GOAL OF THE EXERCISE -
In exact form, please repeat the records from their opening line down to the line with "name, priority, and", including that line.

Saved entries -

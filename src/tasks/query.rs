//! Query engine: translates a list request into store predicates.
//!
//! A request carries a completion state, a free-form filter, a sort, and a
//! page. The filter is dispatched in a fixed precedence order: a parseable
//! calendar date first, then the keywords `overdue` / `today` / `tomorrow`,
//! and finally a case-insensitive substring match over name, priority, and
//! description. Keyword matching happens before text matching, so a pending
//! task whose description contains the literal word "overdue" is *not*
//! returned by the `overdue` filter unless its due date qualifies.

use crate::error::{Error, Result};
use crate::tasks::models::Task;
use chrono::NaiveDate;
use rusqlite::ToSql;
use serde::{Deserialize, Serialize};

/// Date formats accepted by the filter, tried in order.
///
/// `%m`/`%d` also accept single digits, so this covers `M/D/YYYY` variants.
const FILTER_DATE_FORMATS: [&str; 2] = ["%m/%d/%Y", "%Y-%m-%d"];

/// Ranks the textual priority column for semantic sorting.
const PRIORITY_RANK_EXPR: &str =
    "CASE priority WHEN 'Low' THEN 0 WHEN 'Medium' THEN 1 WHEN 'High' THEN 2 ELSE 3 END";

/// Column to sort results by.
#[derive(Debug, Clone, Copy, PartialEq, Eq, Default, Serialize, Deserialize)]
#[serde(rename_all = "camelCase")]
pub enum SortKey {
    /// Sort by task id.
    Id,
    /// Sort by task name.
    Name,
    /// Sort by priority rank (Low first when ascending).
    Priority,
    /// Sort by due date (default).
    #[default]
    DueDate,
    /// Sort by completion date.
    DateCompleted,
    /// Sort by remaining occurrences.
    EndsAfter,
}

impl SortKey {
    /// Parse a sort key from a string, case-insensitively.
    ///
    /// Accepts both camelCase wire names and snake_case column names.
    ///
    /// # Errors
    ///
    /// Returns a validation error naming the unknown column.
    #[allow(clippy::should_implement_trait)]
    pub fn from_str(s: &str) -> Result<Self> {
        match s.to_lowercase().as_str() {
            "id" => Ok(Self::Id),
            "name" => Ok(Self::Name),
            "priority" => Ok(Self::Priority),
            "duedate" | "due_date" => Ok(Self::DueDate),
            "datecompleted" | "date_completed" => Ok(Self::DateCompleted),
            "endsafter" | "ends_after" => Ok(Self::EndsAfter),
            _ => Err(Error::Validation(format!("unknown sort column: '{s}'"))),
        }
    }

    /// The SQL expression this key sorts on.
    #[must_use]
    pub const fn sql_expr(&self) -> &'static str {
        match self {
            Self::Id => "id",
            Self::Name => "name",
            Self::Priority => PRIORITY_RANK_EXPR,
            Self::DueDate => "due_date",
            Self::DateCompleted => "date_completed",
            Self::EndsAfter => "ends_after",
        }
    }
}

/// Sort direction.
#[derive(Debug, Clone, Copy, PartialEq, Eq, Default, Serialize, Deserialize)]
#[serde(rename_all = "UPPERCASE")]
pub enum SortOrder {
    /// Ascending (default).
    #[default]
    Asc,
    /// Descending.
    Desc,
}

impl SortOrder {
    /// Parse a sort order from a string, case-insensitively.
    ///
    /// # Errors
    ///
    /// Returns a validation error for anything other than ASC/DESC.
    #[allow(clippy::should_implement_trait)]
    pub fn from_str(s: &str) -> Result<Self> {
        match s.to_lowercase().as_str() {
            "asc" => Ok(Self::Asc),
            "desc" => Ok(Self::Desc),
            _ => Err(Error::Validation(format!("unknown sort order: '{s}' (use ASC or DESC)"))),
        }
    }

    /// The SQL keyword for this direction.
    #[must_use]
    pub const fn as_sql(&self) -> &'static str {
        match self {
            Self::Asc => "ASC",
            Self::Desc => "DESC",
        }
    }
}

/// A page of tasks plus the total number of rows matching the predicate
/// regardless of paging, so a caller can compute total pages.
#[derive(Debug, Clone, PartialEq, Eq, Serialize)]
pub struct TaskPage {
    /// The requested page of tasks.
    pub tasks: Vec<Task>,
    /// Total matching rows, ignoring paging.
    pub total: u64,
}

/// Parameters for listing tasks.
#[derive(Debug, Clone, Serialize, Deserialize)]
#[serde(rename_all = "camelCase", default)]
pub struct ListRequest {
    /// False to search pending tasks, true for completed ones.
    pub is_complete: bool,
    /// Free-form filter: a date, a keyword, or substring text. `None` or the
    /// empty string matches everything.
    pub filter: Option<String>,
    /// Column to sort by.
    pub sort: SortKey,
    /// Sort direction.
    pub order: SortOrder,
    /// Zero-based page number. Ignored unless `page_size > -1`.
    pub page_number: i64,
    /// Rows per page. `-1` or less returns every matching row unpaginated.
    pub page_size: i64,
}

impl Default for ListRequest {
    fn default() -> Self {
        Self {
            is_complete: false,
            filter: None,
            sort: SortKey::default(),
            order: SortOrder::default(),
            page_number: 0,
            page_size: -1,
        }
    }
}

impl ListRequest {
    /// Request for all pending tasks, unpaginated.
    #[must_use]
    pub fn pending() -> Self {
        Self::default()
    }

    /// Request for all completed tasks, unpaginated.
    #[must_use]
    pub fn completed() -> Self {
        Self { is_complete: true, ..Self::default() }
    }

    /// Set the filter text.
    #[must_use]
    pub fn with_filter(mut self, filter: &str) -> Self {
        self.filter = Some(filter.to_string());
        self
    }

    /// Set the sort column and direction.
    #[must_use]
    pub const fn sorted_by(mut self, sort: SortKey, order: SortOrder) -> Self {
        self.sort = sort;
        self.order = order;
        self
    }

    /// Set the page to return.
    #[must_use]
    pub const fn page(mut self, page_number: i64, page_size: i64) -> Self {
        self.page_number = page_number;
        self.page_size = page_size;
        self
    }
}

/// The result of dispatching a filter string.
#[derive(Debug, Clone, PartialEq, Eq)]
pub enum Filter {
    /// No filter; match every task in the requested completion state.
    All,
    /// Match tasks due or completed on this exact date.
    Date(NaiveDate),
    /// Match pending tasks due strictly before today.
    Overdue,
    /// Match tasks due or completed today.
    Today,
    /// Match tasks due or completed tomorrow.
    Tomorrow,
    /// Substring match against name, priority, or description.
    Text(String),
}

impl Filter {
    /// Dispatch a raw filter string.
    ///
    /// The `overdue` keyword only applies when searching pending tasks; for
    /// completed tasks it falls through to a text match, as does any other
    /// unrecognized string.
    #[must_use]
    pub fn parse(raw: Option<&str>, searching_complete: bool) -> Self {
        let Some(raw) = raw.filter(|s| !s.is_empty()) else {
            return Self::All;
        };
        if let Some(date) = parse_filter_date(raw) {
            return Self::Date(date);
        }
        match raw.to_lowercase().as_str() {
            "overdue" if !searching_complete => Self::Overdue,
            "today" => Self::Today,
            "tomorrow" => Self::Tomorrow,
            _ => Self::Text(raw.to_string()),
        }
    }
}

/// Try to parse the filter as a calendar date in any accepted format.
#[must_use]
pub fn parse_filter_date(raw: &str) -> Option<NaiveDate> {
    FILTER_DATE_FORMATS.iter().find_map(|fmt| NaiveDate::parse_from_str(raw, fmt).ok())
}

/// Build the WHERE conditions and bind parameters for a request.
///
/// `today` is the current UTC calendar day, injected so the keyword filters
/// are testable against a fixed date.
pub(crate) fn build_conditions(
    request: &ListRequest,
    today: NaiveDate,
) -> Result<(Vec<String>, Vec<Box<dyn ToSql>>)> {
    let mut conditions: Vec<String> = vec!["is_complete = ?".to_string()];
    let mut params: Vec<Box<dyn ToSql>> = vec![Box::new(request.is_complete)];

    match Filter::parse(request.filter.as_deref(), request.is_complete) {
        Filter::All => {}
        Filter::Date(date) => push_day_match(&mut conditions, &mut params, date),
        Filter::Overdue => {
            conditions.push("due_date < ?".to_string());
            params.push(Box::new(today));
        }
        Filter::Today => push_day_match(&mut conditions, &mut params, today),
        Filter::Tomorrow => {
            let tomorrow = today
                .succ_opt()
                .ok_or_else(|| Error::Validation("date out of supported range".to_string()))?;
            push_day_match(&mut conditions, &mut params, tomorrow);
        }
        Filter::Text(text) => {
            conditions
                .push("(name LIKE ? OR priority LIKE ? OR description LIKE ?)".to_string());
            let pattern = format!("%{text}%");
            params.push(Box::new(pattern.clone()));
            params.push(Box::new(pattern.clone()));
            params.push(Box::new(pattern));
        }
    }

    Ok((conditions, params))
}

/// A task matches a day if it is due that day or was completed that day.
fn push_day_match(
    conditions: &mut Vec<String>,
    params: &mut Vec<Box<dyn ToSql>>,
    day: NaiveDate,
) {
    conditions.push("(due_date = ? OR date_completed = ?)".to_string());
    params.push(Box::new(day));
    params.push(Box::new(day));
}

/// ORDER BY clause for a request, with a stable id tiebreak.
pub(crate) fn order_by_clause(request: &ListRequest) -> String {
    format!("ORDER BY {} {}, id ASC", request.sort.sql_expr(), request.order.as_sql())
}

SOLUTION TO THE PROBLEM -
filename src/tasks/query.rs
//! Query engine: translates a list request into store predicates.
//!
//! A request carries a completion state, a free-form filter, a sort, and a
//! page. The filter is dispatched in a fixed precedence order: a parseable
//! calendar date first, then the keywords `overdue` / `today` / `tomorrow`,
//! and finally a case-insensitive substring match over name, priority, and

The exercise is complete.